Jednak firma Genesee zmieniła później dostawców z Securus na innego operatora telefonicznego, firmę, która wówczas nosiła nazwę Global Tel*Link Corporation (GTL), ale później zmieniła nazwę na ViaPath. Umowa ponownie skupiała się na pobieraniu pieniędzy z płatnych rozmów telefonicznych, które odwiedzający musieli wykonywać, aby komunikować się z osobami osadzonymi w więzieniach, oraz na podziale zysków między rządem a firmą:

Pod kierunkiem ówczesnego zastępcy szeryfa (obecnie szeryfa) Christophera Swansona w 2018 roku kapitan więzienia powiedział dyrektorowi księgowemu Global Tel*Link Corporation (GTL) – innej dużej więziennej firmy telekomunikacyjnej w kraju – że pozwani z hrabstwa chcieli dokonać więcej pieniędzy z rozmów telefonicznych i wideo niż z umowy motywacyjnej z Securusem: „Potrzebujemy najlepszej oferty, jaką możesz zawrzeć” – napisał. I dostał to.

Pozwani okręgowi zmienili operatora więzienia, negocjując, a następnie podpisując umowę z GTL w 2018 r.

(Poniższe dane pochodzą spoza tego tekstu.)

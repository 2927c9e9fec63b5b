use thiserror::Error;

/// A user action refused before any request was issued. The `Display` text is
/// the prompt shown to the user.
#[derive(Debug, Clone, Copy, PartialEq, Eq, Error)]
pub enum Refusal {
    #[error("Please enter a question.")]
    EmptyQuestion,
    #[error("An answer is already being fetched.")]
    AlreadyLoading,
    #[error("Please index a site first.")]
    NoActiveSource,
    #[error("Please enter a URL")]
    EmptyUrl,
}

#[derive(Debug, Error)]
pub enum BackendError {
    #[error("invalid backend base url '{url}': {source}")]
    InvalidBaseUrl {
        url: String,
        source: url::ParseError,
    },
    #[error("request to backend failed: {0}")]
    Transport(#[from] reqwest::Error),
    #[error("backend returned {status}{}", detail_suffix(.detail))]
    Status {
        status: reqwest::StatusCode,
        detail: Option<String>,
    },
}

fn detail_suffix(detail: &Option<String>) -> String {
    detail
        .as_deref()
        .map(|detail| format!(": {detail}"))
        .unwrap_or_default()
}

Na mocy tej umowy, która pozostaje w mocy, GTL płaci pozwanym okręgowym 180 000 dolarów rocznie z przychodów spółki z rozmów telefonicznych, co stanowi roczną płatność gotówkową zwaną „grant technologiczny” w wysokości 60 000 dolarów oraz 20% kosztów każdej rozmowy wideo (w umowie cena rozmów wideo wynosi: 10,00 dolarów za 25 minut). GTL prognozowała, że ​​hrabstwo będzie otrzymywać kolejne 16 000 dolarów rocznie z samej obniżki przychodów z rozmów wideo.

Cody Cutting, prawnik z Korpusu Praw Obywatelskich, powiedział Detroit Free Press : „Te sprawy wymagają pilnych działań ze strony sądów, ponieważ dzieci cierpią. Każdy dzień, w którym te dzieci i rodzice pozostają rozdzieleni, pogłębia ich ból. Ale te przypadki stawiają także szersze pytanie: czy jako społeczeństwo tolerujemy system przestępczy tak pozbawiony podstaw moralnych, że wspiera karanie i wykorzystywanie dzieci, rodzin i społeczności?”

ViaPath, wcześniej nazywająca się GTL, powiedziała New York Times, że firma „odpiera zarzuty zawarte w skardze i nie może się doczekać możliwości obrony podnoszonych wobec niej roszczeń”.

Tymczasem Securus Technologies powiedział Ars Technica , że ​​sprawa została „wprowadzona w błąd i bezpodstawna”. Nie możemy się doczekać, aż będziemy mogli się bronić i nie pozwolimy, aby ten pozew umniejszał nasze udane wysiłki na rzecz stworzenia znaczących i pozytywnych wyników dla konsumentów, którym służymy”.

Gizmodo skontaktował się z firmami ViaPath i Securus, a także z biurami szeryfa hrabstw St. Clair i Genesee. Zaktualizujemy tę historię, gdy odpowiedzą.